Congress pretty much ground to a halt as nearly every piece of legislation offered or backed by Democrats was voted down or blocked from consideration. Republicans even opposed legislation they had previously favored. And in return, using the 60-vote threshold required in the Senate, Democrats were able to stop Republican legislation. The result became gridlock in the Legislative Branch of the U.S. Government.

The paralysis did not escape notice. Over time, the anti-government, anti-Washington fervor that had been courted and nourished by the GOP grew deeper and broader. But now the disenchantment and distrust were aimed at both parties. Finally, in 2009 and 2010, the new conservative electorate had enough, and the Tea Party was born. Well-organized and well-funded, they showed up by the thousands in front of the Capitol to protest. They became a potent political force, and in the next few years, knocked off a few moderate Republican members of Congress in their own party primaries and totally terrified the rest. And, while the Tea Party has lost some of its initial steam, the broad dissatisfaction with Congress remains.

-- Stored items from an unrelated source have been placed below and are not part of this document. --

// Copyright (c) 2024-2025 DeepGraph Inc.
// SPDX-License-Identifier: Apache-2.0
//
//! The fluent traversal builder
//!
//! [`GraphTraversalSource`] is the caller's entry point: it carries the
//! bound graph and source-level configuration (side-effect seeds, sack,
//! rng seed) and spawns [`GraphTraversal`] builders. Every builder call
//! records a bytecode instruction before constructing the real step, so a
//! traversal can be replayed elsewhere; construction errors poison the
//! builder and surface at the first terminal call rather than panicking
//! mid-chain.
//!
//! Anonymous child traversals (`__`) are built with [`anonymous`] and
//! passed to the steps that take children (`by`, `repeat`, `match_`,
//! `union`, ...).

pub mod anonymous;

use std::sync::Arc;
use std::time::Duration;

use crate::step::barrier::NoOpBarrierStep;
use crate::step::base::{
    ConstantStep, ElementMapStep, FlatMapStep, IdStep, IdentityStep, IndexStep, LabelStep,
    LambdaMapStep, LoopsStep, MapFn, MapStep, PathStep, ProjectStep, PropertiesStep,
    PropertyMapStep, PropertyValueStep, SelectStep, UnfoldStep,
};
use crate::step::branch::{
    BranchChoice, BranchStep, CoalesceStep, LocalStep, LoopTest, OptionalStep, RepeatStep,
    UnionStep,
};
use crate::step::filter::{
    CoinStep, ConnectiveKind, ConnectiveStep, DedupLocalStep, DedupStep, DropStep, FilterFn,
    HasContainer, HasStep, IsStep, LambdaFilterStep, PathFilterStep, RangeGlobalStep,
    RangeLocalStep, SampleLocalStep, SampleStep, TailGlobalStep, TailLocalStep, TimeLimitStep,
    WherePredicateStep, WhereTraversalStep,
};
use crate::step::graph_step::{EdgeEndpoint, EdgeVertexStep, GraphStep, InjectStep, VertexStep};
use crate::step::group::{GroupCountStep, GroupStep, TreeStep};
use crate::step::match_step::{MatchAlgorithm, MatchStep};
use crate::step::math::MathStep;
use crate::step::mutate::{AddEdgeStep, AddVertexStep, EdgeEnd, PropertyStep};
use crate::step::order_step::{OrderGlobalStep, OrderLocalStep};
use crate::step::reduce::{ReduceStep, Reduction};
use crate::step::side_effect::{
    AggregateStep, CapStep, FailStep, LambdaSideEffectStep, SackStep, SideEffectFn, SubgraphStep,
};
use crate::step::{ByMod, Step, Token};
use crate::structure::element::{Cardinality, Direction};
use crate::structure::graph::Graph;
use crate::structure::value::Value;
use crate::traversal::bytecode::{arg, Bytecode};
use crate::traversal::{
    Operator, Order, Pick, Scope, Traversal, TraversalContext, TraversalError, P,
};
use crate::traverser::path::Pop;
use crate::traverser::side_effects::new_handle;
use crate::traverser::Traverser;

/// Spawns traversals over one graph with shared source configuration.
#[derive(Debug, Clone)]
pub struct GraphTraversalSource {
    graph: Option<Arc<dyn Graph>>,
    side_effect_seeds: Vec<(String, Value, Option<Operator>)>,
    initial_sack: Option<Value>,
    sack_merge: Option<Operator>,
    seed: Option<u64>,
    bytecode: Bytecode,
}

impl GraphTraversalSource {
    pub fn new(graph: Arc<dyn Graph>) -> Self {
        Self {
            graph: Some(graph),
            side_effect_seeds: Vec::new(),
            initial_sack: None,
            sack_merge: None,
            seed: None,
            bytecode: Bytecode::new(),
        }
    }

    /// A source with no bound graph; only `inject()`-driven traversals can
    /// run from it.
    pub fn empty() -> Self {
        Self {
            graph: None,
            side_effect_seeds: Vec::new(),
            initial_sack: None,
            sack_merge: None,
            seed: None,
            bytecode: Bytecode::new(),
        }
    }

    pub fn with_side_effect(mut self, key: &str, value: impl Into<Value>) -> Self {
        let value = value.into();
        self.bytecode.add_source("withSideEffect", vec![arg(&key), arg(&value)]);
        self.side_effect_seeds.push((key.to_string(), value, None));
        self
    }

    pub fn with_side_effect_reducer(
        mut self,
        key: &str,
        value: impl Into<Value>,
        reducer: Operator,
    ) -> Self {
        let value = value.into();
        self.bytecode
            .add_source("withSideEffect", vec![arg(&key), arg(&value), arg(&reducer)]);
        self.side_effect_seeds.push((key.to_string(), value, Some(reducer)));
        self
    }

    pub fn with_sack(mut self, initial: impl Into<Value>) -> Self {
        let initial = initial.into();
        self.bytecode.add_source("withSack", vec![arg(&initial)]);
        self.initial_sack = Some(initial);
        self
    }

    pub fn with_sack_merge(mut self, initial: impl Into<Value>, merge: Operator) -> Self {
        let initial = initial.into();
        self.bytecode.add_source("withSack", vec![arg(&initial), arg(&merge)]);
        self.initial_sack = Some(initial);
        self.sack_merge = Some(merge);
        self
    }

    /// Seed for shuffle/coin/sample so evaluations are reproducible.
    pub fn with_seed(mut self, seed: u64) -> Self {
        self.bytecode.add_source("withSeed", vec![arg(&seed)]);
        self.seed = Some(seed);
        self
    }

    fn spawn(&self) -> GraphTraversal {
        let handle = new_handle();
        {
            let mut side_effects = handle.write();
            for (key, value, reducer) in &self.side_effect_seeds {
                side_effects.register(key, value.clone(), *reducer);
            }
        }
        let mut ctx = TraversalContext::new(handle);
        ctx.graph = self.graph.clone();
        ctx.initial_sack = self.initial_sack.clone();
        ctx.sack_merge = self.sack_merge;
        ctx.seed = self.seed;
        GraphTraversal {
            traversal: Traversal::new(),
            ctx,
            bytecode: self.bytecode.clone(),
            poison: None,
            next_id: 0,
            pending_until: None,
            pending_emit: None,
            prepared: false,
            peeked: None,
            bulk_buffer: None,
        }
    }

    /// `g.V(ids…)`.
    pub fn v(&self, ids: impl IntoIterator<Item = i64>) -> GraphTraversal {
        let ids: Vec<i64> = ids.into_iter().collect();
        self.spawn()
            .append("V", vec![arg(&ids)], Box::new(GraphStep::vertices(ids.clone())))
    }

    /// `g.E(ids…)`.
    pub fn e(&self, ids: impl IntoIterator<Item = i64>) -> GraphTraversal {
        let ids: Vec<i64> = ids.into_iter().collect();
        self.spawn()
            .append("E", vec![arg(&ids)], Box::new(GraphStep::edges(ids.clone())))
    }

    /// `g.addV(label)`.
    pub fn add_v(&self, label: &str) -> GraphTraversal {
        self.spawn()
            .append("addV", vec![arg(&label)], Box::new(AddVertexStep::new(Some(label))))
    }

    /// `g.inject(values…)`.
    pub fn inject<I, T>(&self, values: I) -> GraphTraversal
    where
        I: IntoIterator<Item = T>,
        T: Into<Value>,
    {
        let values: Vec<Value> = values.into_iter().map(Into::into).collect();
        self.spawn()
            .append("inject", vec![arg(&values)], Box::new(InjectStep::new(values.clone())))
    }
}

/// A fluent, bytecode-recording traversal under construction. Terminal
/// calls (`next`, `to_list`, `iterate`, `has_next`) evaluate it.
#[derive(Debug, Clone)]
pub struct GraphTraversal {
    traversal: Traversal,
    ctx: TraversalContext,
    bytecode: Bytecode,
    poison: Option<String>,
    next_id: usize,
    pending_until: Option<LoopTest>,
    pending_emit: Option<LoopTest>,
    prepared: bool,
    peeked: Option<Traverser>,
    bulk_buffer: Option<(Value, u64)>,
}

This evolving dynamic, along with a television news environment that focuses more on sensation than substance, helped make the unlikely presidential candidacy of Donald Trump possible. He's been described as the P.T. Barnum of his time; the ultimate self-promoter and huckster. He is much, much more. He's a smart, shrewd businessman; a master manipulator who can instantly read a crowd and tell them exactly what they want to hear; and tell them loudly and frequently. An indifference to research or even basic facts doesn't seem to slow him down or bother his supporters. Behavior researchers tell us these folks are neither motivated nor deterred by such niceties. They're attracted to a candidate who has no fear of being politically incorrect or even wrong because he's getting in the establishment's face, and he doesn't often back down. "Tell it often and tell it loud!"

And now, the master outsider may be joined by Newt Gingrich, a master insider, whose grand strategy to recast the national government into a highly partisan political entity has opened the door to one of the most outside political forces in history. The revolution continues.